Dans un reportage de LCI , chaîne d'information du groupe TF1- qui diffusait l'émission, on peut par exemple entendre des commentaires du type : "Elle assume son 42 pour 1,78 m".


"Assumer un 42", cela veut dire que les commentateurs considèrent les femmes faisant du 42, d'autant plus pour une personne aussi grande, comme "hors norme". Rappelons que la taille de vêtements moyenne des Françaises est le 42, mais certainement pas pour 1,78 m.

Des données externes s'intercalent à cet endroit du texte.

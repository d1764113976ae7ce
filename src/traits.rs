//! Chain access trait
//!
//! Every component reaches the network through [`TokenChain`]. The crate ships
//! an alloy-backed implementation in [`crate::chain`]; tests drive the same
//! code with an in-memory chain.
//!
//! # Key Traits
//! - `TokenChain`: read-only queries, log scans, transaction submission and
//!   receipt tracking for the connected account

use std::future::Future;
use std::time::Duration;

use alloy::primitives::{Address, Bytes, Log, TxHash};

use crate::errors::ChainError;
use crate::types::{Confirmation, LogQuery};

/// Wallet-connected access to a single chain
///
/// Implementors must classify failures into [`ChainError`] variants:
/// - `Transport` for connection loss
/// - `Rejected` for JSON-RPC error responses (including range or size limits)
/// - `Reverted` for execution reverts
/// - `Malformed` for undecodable responses
pub trait TokenChain: Send + Sync {
    /// Address of the connected signing account
    fn account(&self) -> impl Future<Output = Result<Address, ChainError>> + Send;

    /// Chain ID of the connected network
    fn chain_id(&self) -> impl Future<Output = Result<u64, ChainError>> + Send;

    /// Highest block a historical scan should reach
    ///
    /// The finalized block where the node reports one, the latest otherwise.
    fn head_block(&self) -> impl Future<Output = Result<u64, ChainError>> + Send;

    /// Fetch logs matching the query
    fn get_logs(
        &self,
        query: &LogQuery,
    ) -> impl Future<Output = Result<Vec<Log>, ChainError>> + Send;

    /// Execute a read-only call against the latest state
    fn call(
        &self,
        to: Address,
        input: Bytes,
    ) -> impl Future<Output = Result<Bytes, ChainError>> + Send;

    /// Sign and submit a transaction from the connected account
    fn send_transaction(
        &self,
        to: Address,
        input: Bytes,
    ) -> impl Future<Output = Result<TxHash, ChainError>> + Send;

    /// Wait until the transaction is mined or the timeout elapses
    ///
    /// A timeout is `Ok(Confirmation::TimedOut)`. A transport error means the
    /// provider is gone and the receipt can no longer be tracked.
    fn wait_for_receipt(
        &self,
        tx_hash: TxHash,
        timeout: Duration,
    ) -> impl Future<Output = Result<Confirmation, ChainError>> + Send;
}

Les titres de presse ne volent guère plus haut. Quelques exemples en vrac, parfaits combos de grossophobie et de sexisme : "Elle revient de loin" ou "Ex-beauté queen size en résilience, sa douceur et son parcours 'd'ancienne grosse' l'avaient placée parmi les favorites."

Une grossophobie intériorisée


Pour atteindre son objectif de miss, Vaimalama Chaves dit avoir perdu plus de 20 kilos depuis ses 18 ans, où elle pesait 83 kilos.

Lors de la soirée, la jeune femme de 23 ans a déclaré : "J'ai longtemps été ronde et c'est quelque chose qu'il me tient à coeur de partager". Elle a ajouté : "Aujourd'hui, j'ai confiance en moi. Je m'accepte. Il est à la portée de tous de faire pareil. Alors si je peux être porteuse d'espoir, c'est avec grand plaisir que je le ferai."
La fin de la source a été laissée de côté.